AS A YOUNG DOCTOR fresh out of medical school, Dr. George A. Hurst learned early on about the importance of treating the whole patient and not just the symptoms an illness presented. Hurst was fortunate to have been mentored by Dr. Charles LeMaistre, a renowned physician leader who went on to serve as both Chancellor of The University of Texas (UT) System and President of the UT M.D. Anderson Cancer Center in Houston.
“Dr. LeMaistre believed in taking care of the whole person and he had a profound impact on how I view patient care,” Dr. Hurst recalls. “He would often invite chaplains, social workers, and others who worked closely with patients to our medical staff meetings and he encouraged us to listen carefully to their input.”
That philosophy stayed with Dr. Hurst, who led the institution known today as The University of Texas Health Science Center at Tyler (UTHSCT) for 27 years, beginning in 1964.

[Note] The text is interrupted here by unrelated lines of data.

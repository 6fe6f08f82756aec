//! Screenflow Layout Library
//!
//! This library places the screens of a sitemap graph on a 2D canvas: rows
//! encode navigation depth from the entry screens, and positions within a row
//! follow the parents' positions, then the order screens were recorded in.

pub mod engine;
pub mod levels;
pub mod ordering;

pub use engine::{Layout, LayoutEngine};
pub use levels::LevelAssigner;
pub use ordering::LevelOrderer;

use serde::{Deserialize, Serialize};

/// Result type for screenflow-layout operations
pub type Result<T> = std::result::Result<T, Error>;

/// Error types for screenflow-layout operations
#[derive(Debug, thiserror::Error)]
pub enum Error {
    #[error("Screenflow core error: {0}")]
    Core(#[from] screenflow_core::Error),

    #[error("Graph inconsistency: {0}")]
    GraphInconsistency(String),

    #[error("Invalid configuration: {0}")]
    InvalidConfig(String),
}

/// Node size and spacing of the diagram, in canvas units
#[derive(Debug, Clone, PartialEq, Serialize, Deserialize)]
#[serde(default)]
pub struct LayoutConfig {
    pub node_width: f64,
    pub node_height: f64,
    /// Horizontal space between nodes of the same level
    pub gap_x: f64,
    /// Vertical space between levels
    pub gap_y: f64,
    /// Empty border around the whole diagram
    pub margin: f64,
}

impl Default for LayoutConfig {
    fn default() -> Self {
        Self {
            node_width: 260.0,
            node_height: 200.0,
            gap_x: 80.0,
            gap_y: 120.0,
            margin: 40.0,
        }
    }
}

impl LayoutConfig {
    /// Checks that sizes are positive and spacings non-negative
    pub fn validate(&self) -> Result<()> {
        for (name, value) in [("node_width", self.node_width), ("node_height", self.node_height)] {
            if !value.is_finite() || value <= 0.0 {
                return Err(Error::InvalidConfig(format!("{name} must be positive, got {value}")));
            }
        }
        for (name, value) in [("gap_x", self.gap_x), ("gap_y", self.gap_y), ("margin", self.margin)] {
            if !value.is_finite() || value < 0.0 {
                return Err(Error::InvalidConfig(format!("{name} must not be negative, got {value}")));
            }
        }
        Ok(())
    }
}
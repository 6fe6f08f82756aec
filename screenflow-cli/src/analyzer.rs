//! Analysis service backed by an external command
//!
//! The command receives the analysis request as JSON on stdin and must print
//! the sitemap response as JSON on stdout. A non-zero exit status fails the
//! call with whatever the command wrote to stderr.

use screenflow_core::analysis::parse_response;
use screenflow_core::{AnalysisRequest, AnalysisService, Error, Result, SitemapGraph};
use std::io::Write;
use std::process::{Command, Stdio};
use std::thread;

pub struct CommandAnalysisService {
    program: String,
    args: Vec<String>,
}

impl CommandAnalysisService {
    pub fn new(program: impl Into<String>, args: Vec<String>) -> Self {
        Self {
            program: program.into(),
            args,
        }
    }

    /// Splits a command line on whitespace; `None` when it is blank
    pub fn from_command_line(command_line: &str) -> Option<Self> {
        let mut parts = command_line.split_whitespace().map(str::to_string);
        let program = parts.next()?;
        Some(Self::new(program, parts.collect()))
    }

    pub fn program(&self) -> &str {
        &self.program
    }
}

impl AnalysisService for CommandAnalysisService {
    fn analyze(&self, request: &AnalysisRequest) -> Result<SitemapGraph> {
        let payload = serde_json::to_vec(request)?;

        let mut child = Command::new(&self.program)
            .args(&self.args)
            .stdin(Stdio::piped())
            .stdout(Stdio::piped())
            .stderr(Stdio::piped())
            .spawn()
            .map_err(|e| Error::AnalysisService(format!("failed to start '{}': {e}", self.program)))?;

        let mut stdin = child
            .stdin
            .take()
            .ok_or_else(|| Error::AnalysisService("analyzer stdin unavailable".into()))?;

        // The request can be far larger than a pipe buffer, so feed it from a
        // separate thread while stdout is drained here.
        let writer = thread::spawn(move || stdin.write_all(&payload));
        let output = child.wait_with_output()?;
        let written = writer
            .join()
            .map_err(|_| Error::AnalysisService("failed to send request to analyzer".into()))?;

        if !output.status.success() {
            let stderr = String::from_utf8_lossy(&output.stderr);
            return Err(Error::AnalysisService(format!(
                "'{}' exited with {}: {}",
                self.program,
                output.status,
                stderr.trim()
            )));
        }
        written?;

        parse_response(&output.stdout, request.len())
    }
}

Known for being compassionate and caring, Dr. Hurst’s philosophy of holistic patient care served as the impetus behind the creation of the George A. Hurst Distinguished Professorship in Whole Person Medicine, which was renamed in his honor in 1997.
“The best medical care is focused not only on patients’ medical needs, but on their spiritual, emotional, social, and economic needs as well,” says Dr. Hurst. During his tenure at UTHSCT, Dr. Hurst instituted training programs to help patient care providers better understand holistic medicine and communicate with more compassion.

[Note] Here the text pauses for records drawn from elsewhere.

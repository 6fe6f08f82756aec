//! Checkpoint scheduling
//!
//! A checkpoint is a timestamp at which the video is sampled for a keep or
//! discard decision. The schedule always starts at 0 and always ends close to
//! the true end of the video so the terminal UI state is never missed.

use crate::{Error, ExtractionConfig, Result};

/// Distance kept from the true end of the video. Seeking to the exact end
/// tends to hit end-of-stream instead of a frame.
pub const END_MARGIN: f64 = 0.05;

/// Minimum distance between the forced final checkpoint and its predecessor
pub const END_TOLERANCE: f64 = 0.1;

/// Builds the ordered list of timestamps to sample
#[derive(Debug, Clone)]
pub struct CheckpointScheduler {
    scan_interval: f64,
    max_checkpoints: Option<usize>,
}

impl CheckpointScheduler {
    /// Creates a scheduler
    pub fn new(scan_interval: f64, max_checkpoints: Option<usize>) -> Self {
        Self {
            scan_interval,
            max_checkpoints,
        }
    }

    /// Creates a scheduler from the extraction settings
    pub fn from_config(config: &ExtractionConfig) -> Self {
        Self::new(config.scan_interval, config.max_checkpoints)
    }

    /// Computes the checkpoints for a video of the given duration.
    ///
    /// The result is strictly increasing, starts at 0 and ends at
    /// `max(0, duration - END_MARGIN)` unless that instant is already within
    /// `END_TOLERANCE` of the first checkpoint.
    pub fn schedule(&self, duration: Option<f64>) -> Result<Vec<f64>> {
        let duration = match duration {
            None => return Err(Error::InvalidMedia("duration unavailable".into())),
            Some(d) if !d.is_finite() || d <= 0.0 => {
                return Err(Error::InvalidMedia(format!("invalid duration {d}")))
            }
            Some(d) => d,
        };
        if !self.scan_interval.is_finite() || self.scan_interval <= 0.0 {
            return Err(Error::InvalidConfig(format!(
                "scan interval {} must be a positive number",
                self.scan_interval
            )));
        }

        // Leave room for the forced final checkpoint.
        let regular_cap = self.max_checkpoints.map(|n| n.saturating_sub(1).max(1));

        let mut checkpoints = Vec::new();
        let mut i: u64 = 0;
        loop {
            let t = i as f64 * self.scan_interval;
            if t >= duration || regular_cap.is_some_and(|cap| checkpoints.len() >= cap) {
                break;
            }
            checkpoints.push(t);
            i += 1;
        }

        let end = (duration - END_MARGIN).max(0.0);
        while checkpoints.len() > 1 && checkpoints.last().is_some_and(|&t| t >= end - END_TOLERANCE) {
            checkpoints.pop();
        }
        // Only the checkpoint at 0 is left and it already covers the end.
        let start_covers_end = checkpoints.len() == 1 && end < END_TOLERANCE;
        if !start_covers_end {
            checkpoints.push(end);
        }

        Ok(checkpoints)
    }
}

Dr. David Shafer, an internal medicine physician, diabetes specialist, and UTHSCT professor, shares Dr. Hurst’s vision of medical care that is more patient-centered. Dr. Shafer has been the holder of the Hurst Professorship since 2000. Funding from this endowment has helped to support many important projects, including training for him and his staff that promotes a more integrated approach to diabetes care and education.
Recently, Dr. Shafer and his colleagues surveyed more than 300 patients about holistic care. The survey asked patients to indicate whether and how they wanted their physicians to address their spiritual and emotional needs. The survey’s results, which are being prepared for publication, found that a majority of patients, regardless of age or gender, prefer that their doctors bring up such issues.

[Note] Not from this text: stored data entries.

//! Boundary to the external screen/transition analysis service
//!
//! The service receives the ordered keyframes and answers with the screens it
//! recognised and the transitions between them. It is treated as an opaque,
//! possibly failing call: errors are surfaced whole and never retried here.

use crate::{CapturedFrame, Error, Result, SitemapGraph};
use serde::{Deserialize, Serialize};

/// A single keyframe as sent to the analysis service
#[derive(Debug, Clone, Serialize, Deserialize)]
pub struct AnalysisFrame {
    /// Position of the frame in the captured sequence
    pub index: usize,
    /// Timestamp in seconds
    pub time: f64,
    /// Image as a `data:` URL
    pub image: String,
}

/// Ordered keyframes sent to the analysis service
#[derive(Debug, Clone, Default, Serialize, Deserialize)]
pub struct AnalysisRequest {
    pub frames: Vec<AnalysisFrame>,
}

impl AnalysisRequest {
    /// Builds a request from the captured frame sequence, preserving order
    pub fn from_frames(frames: &[CapturedFrame]) -> Self {
        let frames = frames
            .iter()
            .enumerate()
            .map(|(index, frame)| AnalysisFrame {
                index,
                time: frame.time,
                image: format!(
                    "data:{};base64,{}",
                    frame.encoding.mime_type(),
                    base64_encode(&frame.data)
                ),
            })
            .collect();
        Self { frames }
    }

    /// Number of frames in the request
    pub fn len(&self) -> usize {
        self.frames.len()
    }

    /// Checks if the request carries no frames
    pub fn is_empty(&self) -> bool {
        self.frames.is_empty()
    }
}

/// Infers screens and transitions from an ordered set of keyframes
pub trait AnalysisService {
    fn analyze(&self, request: &AnalysisRequest) -> Result<SitemapGraph>;
}

/// Parses and validates a raw analysis response.
///
/// `frame_count` is the number of frames in the originating request; every
/// screen's `frameIndex` must point inside it.
pub fn parse_response(raw: &[u8], frame_count: usize) -> Result<SitemapGraph> {
    let graph: SitemapGraph = serde_json::from_slice(raw)
        .map_err(|e| Error::AnalysisService(format!("malformed response: {e}")))?;
    validate_response(&graph, frame_count)?;
    Ok(graph)
}

fn validate_response(graph: &SitemapGraph, frame_count: usize) -> Result<()> {
    for node in &graph.nodes {
        if node.id.is_empty() {
            return Err(Error::AnalysisService("screen with empty id".into()));
        }
        if node.frame_index >= frame_count {
            return Err(Error::AnalysisService(format!(
                "screen '{}' references frame {} but only {} frames were sent",
                node.id, node.frame_index, frame_count
            )));
        }
    }
    Ok(())
}

/// Standard base64 with padding
fn base64_encode(data: &[u8]) -> String {
    const ALPHABET: &[u8; 64] = b"ABCDEFGHIJKLMNOPQRSTUVWXYZabcdefghijklmnopqrstuvwxyz0123456789+/";

    let mut out = String::with_capacity(data.len().div_ceil(3) * 4);

    for chunk in data.chunks(3) {
        let b0 = chunk[0] as u32;
        let b1 = chunk.get(1).copied().unwrap_or(0) as u32;
        let b2 = chunk.get(2).copied().unwrap_or(0) as u32;
        let combined = (b0 << 16) | (b1 << 8) | b2;

        out.push(ALPHABET[(combined >> 18) as usize & 0x3F] as char);
        out.push(ALPHABET[(combined >> 12) as usize & 0x3F] as char);
        out.push(if chunk.len() > 1 {
            ALPHABET[(combined >> 6) as usize & 0x3F] as char
        } else {
            '='
        });
        out.push(if chunk.len() > 2 {
            ALPHABET[combined as usize & 0x3F] as char
        } else {
            '='
        });
    }

    out
}

#[cfg(test)]
mod tests {
    use super::*;
    use crate::ImageEncoding;

    #[test]
    fn test_base64_encode() {
        assert_eq!(base64_encode(b"Hello, World!"), "SGVsbG8sIFdvcmxkIQ==");
        assert_eq!(base64_encode(b"ab"), "YWI=");
        assert_eq!(base64_encode(b""), "");
    }

    #[test]
    fn test_request_preserves_order_and_index() {
        let frames = vec![
            CapturedFrame::new(0.0, 2, 2, ImageEncoding::Png, vec![1, 2, 3]),
            CapturedFrame::new(4.0, 2, 2, ImageEncoding::Jpeg, vec![4]),
        ];
        let request = AnalysisRequest::from_frames(&frames);

        assert_eq!(request.len(), 2);
        assert_eq!(request.frames[1].index, 1);
        assert_eq!(request.frames[1].time, 4.0);
        assert_eq!(request.frames[0].image, "data:image/png;base64,AQID");
        assert!(request.frames[1].image.starts_with("data:image/jpeg;base64,"));
    }

    #[test]
    fn test_parse_response() {
        let raw = br#"{
            "screens": [
                {"id": "login", "label": "Login", "description": "", "frameIndex": 0},
                {"id": "home", "label": "Home", "description": "", "frameIndex": 1}
            ],
            "edges": [{"fromId": "login", "toId": "home", "label": "Sign in"}]
        }"#;
        let graph = parse_response(raw, 2).unwrap();
        assert_eq!(graph.nodes.len(), 2);
        assert_eq!(graph.edges[0].label, "Sign in");
    }

    #[test]
    fn test_parse_response_rejects_malformed_json() {
        let err = parse_response(b"not json", 1).unwrap_err();
        assert!(matches!(err, Error::AnalysisService(_)));
    }

    #[test]
    fn test_parse_response_rejects_out_of_range_frame() {
        let raw = br#"{"screens": [{"id": "a", "label": "A", "frameIndex": 5}], "edges": []}"#;
        let err = parse_response(raw, 2).unwrap_err();
        assert!(err.to_string().contains("frame 5"));
    }

    #[test]
    fn test_parse_response_rejects_empty_id() {
        let raw = br#"{"screens": [{"id": "", "label": "A", "frameIndex": 0}]}"#;
        assert!(parse_response(raw, 1).is_err());
    }
}
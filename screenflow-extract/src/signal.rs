//! Frame signal analysis: complexity and pairwise similarity
//!
//! Both measures run on a `PixelSampleBuffer` and inspect every
//! `stride`-th pixel in row-major order.

use crate::{ExtractionConfig, PixelSampleBuffer};

/// Scores sample buffers for visual complexity and similarity
#[derive(Debug, Clone)]
pub struct FrameSignalAnalyzer {
    complexity_threshold: f64,
    noise_floor: u32,
    stride: usize,
}

impl FrameSignalAnalyzer {
    /// Creates an analyzer; a zero stride is treated as 1
    pub fn new(complexity_threshold: f64, noise_floor: u32, stride: usize) -> Self {
        Self {
            complexity_threshold,
            noise_floor,
            stride: stride.max(1),
        }
    }

    /// Creates an analyzer from the extraction settings
    pub fn from_config(config: &ExtractionConfig) -> Self {
        Self::new(
            config.complexity_threshold,
            config.noise_floor,
            config.sample_stride,
        )
    }

    /// Standard deviation of the sampled colors around their mean color.
    ///
    /// 0 for a single-color buffer, about 127.5 for a black/white checkerboard.
    pub fn complexity(&self, buffer: &PixelSampleBuffer) -> f64 {
        let mut sum = [0u64; 3];
        let mut count: u64 = 0;
        for px in sampled_pixels(buffer.as_raw(), self.stride) {
            sum[0] += px[0] as u64;
            sum[1] += px[1] as u64;
            sum[2] += px[2] as u64;
            count += 1;
        }
        if count == 0 {
            return 0.0;
        }

        let n = count as f64;
        let mean = [sum[0] as f64 / n, sum[1] as f64 / n, sum[2] as f64 / n];

        let mut squared = 0.0;
        for px in sampled_pixels(buffer.as_raw(), self.stride) {
            let dr = px[0] as f64 - mean[0];
            let dg = px[1] as f64 - mean[1];
            let db = px[2] as f64 - mean[2];
            squared += (dr * dr + dg * dg + db * db) / 3.0;
        }

        (squared / n).sqrt()
    }

    /// Checks if the buffer carries too little visual information to keep
    /// (solid color, blank loading screen, a lone spinner)
    pub fn is_low_complexity(&self, buffer: &PixelSampleBuffer) -> bool {
        self.complexity(buffer) < self.complexity_threshold
    }

    /// Fraction of sampled pixels that did not change, in [0, 1].
    ///
    /// Buffers of different resolution are treated as completely different.
    pub fn similarity(&self, a: &PixelSampleBuffer, b: &PixelSampleBuffer) -> f64 {
        self.similarity_within(a, b, None)
    }

    /// Like `similarity`, but gives up and returns 0 as soon as more than
    /// `max_changed` pixels differ.
    pub fn similarity_within(
        &self,
        a: &PixelSampleBuffer,
        b: &PixelSampleBuffer,
        max_changed: Option<usize>,
    ) -> f64 {
        if !a.same_size(b) {
            return 0.0;
        }

        let mut sampled: usize = 0;
        let mut changed: usize = 0;
        for (pa, pb) in sampled_pixels(a.as_raw(), self.stride).zip(sampled_pixels(b.as_raw(), self.stride)) {
            sampled += 1;
            if pixel_difference(pa, pb) > self.noise_floor {
                changed += 1;
                if max_changed.is_some_and(|budget| changed > budget) {
                    return 0.0;
                }
            }
        }

        if sampled == 0 {
            return 1.0;
        }
        1.0 - changed as f64 / sampled as f64
    }

    /// Largest number of changed pixels for which the similarity of two
    /// buffers like `buffer` still reaches `threshold`
    pub fn change_budget(&self, buffer: &PixelSampleBuffer, threshold: f64) -> usize {
        let sampled = buffer.pixel_count().div_ceil(self.stride);
        ((1.0 - threshold).max(0.0) * sampled as f64).floor() as usize
    }
}

/// Every `stride`-th RGBA pixel of a raw buffer
fn sampled_pixels(raw: &[u8], stride: usize) -> impl Iterator<Item = &[u8]> {
    raw.chunks_exact(4).step_by(stride)
}

/// Summed absolute RGB difference between two pixels (0 - 765)
fn pixel_difference(a: &[u8], b: &[u8]) -> u32 {
    let dr = (a[0] as i32 - b[0] as i32).unsigned_abs();
    let dg = (a[1] as i32 - b[1] as i32).unsigned_abs();
    let db = (a[2] as i32 - b[2] as i32).unsigned_abs();
    dr + dg + db
}

#[cfg(test)]
mod tests {
    use super::*;
    use image::{Rgba, RgbaImage};

    fn analyzer() -> FrameSignalAnalyzer {
        FrameSignalAnalyzer::from_config(&ExtractionConfig::default())
    }

    fn checkerboard(size: u32) -> PixelSampleBuffer {
        PixelSampleBuffer::from_image(RgbaImage::from_fn(size, size, |x, y| {
            if (x + y) % 2 == 0 {
                Rgba([0, 0, 0, 255])
            } else {
                Rgba([255, 255, 255, 255])
            }
        }))
    }

    #[test]
    fn test_uniform_buffers_are_low_complexity() {
        let analyzer = analyzer();
        for color in [[0, 0, 0], [255, 255, 255], [12, 200, 87], [128, 128, 128]] {
            let buffer = PixelSampleBuffer::uniform(128, Rgba([color[0], color[1], color[2], 255]));
            assert_eq!(analyzer.complexity(&buffer), 0.0);
            assert!(analyzer.is_low_complexity(&buffer));
        }
    }

    #[test]
    fn test_checkerboard_is_not_low_complexity() {
        for stride in [1, 2, 3, 4] {
            let analyzer = FrameSignalAnalyzer::new(12.0, 48, stride);
            let buffer = checkerboard(128);
            assert!(analyzer.complexity(&buffer) > 100.0);
            assert!(!analyzer.is_low_complexity(&buffer));
        }
    }

    #[test]
    fn test_small_spinner_is_low_complexity() {
        // A 4x4 dark blob on a white 128x128 screen.
        let buffer = PixelSampleBuffer::from_image(RgbaImage::from_fn(128, 128, |x, y| {
            if (62..66).contains(&x) && (62..66).contains(&y) {
                Rgba([40, 40, 40, 255])
            } else {
                Rgba([255, 255, 255, 255])
            }
        }));
        assert!(analyzer().is_low_complexity(&buffer));
    }

    #[test]
    fn test_identical_buffers_are_fully_similar() {
        let a = checkerboard(64);
        let b = a.clone();
        assert_eq!(analyzer().similarity(&a, &b), 1.0);
    }

    #[test]
    fn test_completely_different_buffers() {
        let black = PixelSampleBuffer::uniform(64, Rgba([0, 0, 0, 255]));
        let white = PixelSampleBuffer::uniform(64, Rgba([255, 255, 255, 255]));
        assert_eq!(analyzer().similarity(&black, &white), 0.0);
    }

    #[test]
    fn test_noise_below_floor_is_ignored() {
        let a = PixelSampleBuffer::uniform(64, Rgba([100, 100, 100, 255]));
        // 15 + 15 + 15 = 45, below the default floor of 48.
        let b = PixelSampleBuffer::uniform(64, Rgba([115, 115, 115, 255]));
        assert_eq!(analyzer().similarity(&a, &b), 1.0);
    }

    #[test]
    fn test_partial_change() {
        let analyzer = FrameSignalAnalyzer::new(12.0, 48, 1);
        let a = PixelSampleBuffer::uniform(10, Rgba([255, 255, 255, 255]));
        // Top quarter of the rows turns black.
        let b = PixelSampleBuffer::from_image(RgbaImage::from_fn(10, 10, |_, y| {
            if y < 3 {
                Rgba([0, 0, 0, 255])
            } else {
                Rgba([255, 255, 255, 255])
            }
        }));
        assert!((analyzer.similarity(&a, &b) - 0.7).abs() < 1e-9);
    }

    #[test]
    fn test_early_exit_over_budget() {
        let analyzer = FrameSignalAnalyzer::new(12.0, 48, 1);
        let a = PixelSampleBuffer::uniform(10, Rgba([255, 255, 255, 255]));
        let b = PixelSampleBuffer::from_image(RgbaImage::from_fn(10, 10, |_, y| {
            if y < 3 {
                Rgba([0, 0, 0, 255])
            } else {
                Rgba([255, 255, 255, 255])
            }
        }));

        let budget = analyzer.change_budget(&a, 0.95);
        assert_eq!(budget, 5);
        assert_eq!(analyzer.similarity_within(&a, &b, Some(budget)), 0.0);
        assert!((analyzer.similarity_within(&a, &b, Some(30)) - 0.7).abs() < 1e-9);
    }

    #[test]
    fn test_different_sizes_are_dissimilar() {
        let a = PixelSampleBuffer::uniform(32, Rgba([0, 0, 0, 255]));
        let b = PixelSampleBuffer::uniform(16, Rgba([0, 0, 0, 255]));
        assert_eq!(analyzer().similarity(&a, &b), 0.0);
    }
}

Dr. Shafer says these findings echo his own experiences from more than 25 years practicing medicine: “I’ve found that understanding a patient’s spiritual and emotional outlook and personal circumstances not only helps me to provide better health care, but it also enables me to offer better guidance on issues like end-of-life directives.”
For Dr. Hurst, who retired as UTHSCT’s chief executive officer in 1998, the idea of holistic care is a return to medicine’s roots. Medical practitioners of old considered the spiritual and emotional needs of their patients as part of the health care they provided. “With new technologies, advanced therapies, managed care, and the business of medicine, we’ve moved away from caring for the whole person,” says Dr. Hurst. “Advances are wonderful, but we can’t forget who is at the center of the medical care we provide--the patient.”
Through the George A. Hurst Distinguished Professorship in Whole Person Medicine, one of the lasting legacies left by Dr. Hurst will be his commitment to combining the evolution of medicine with a patient-centered approach to caring for the whole person.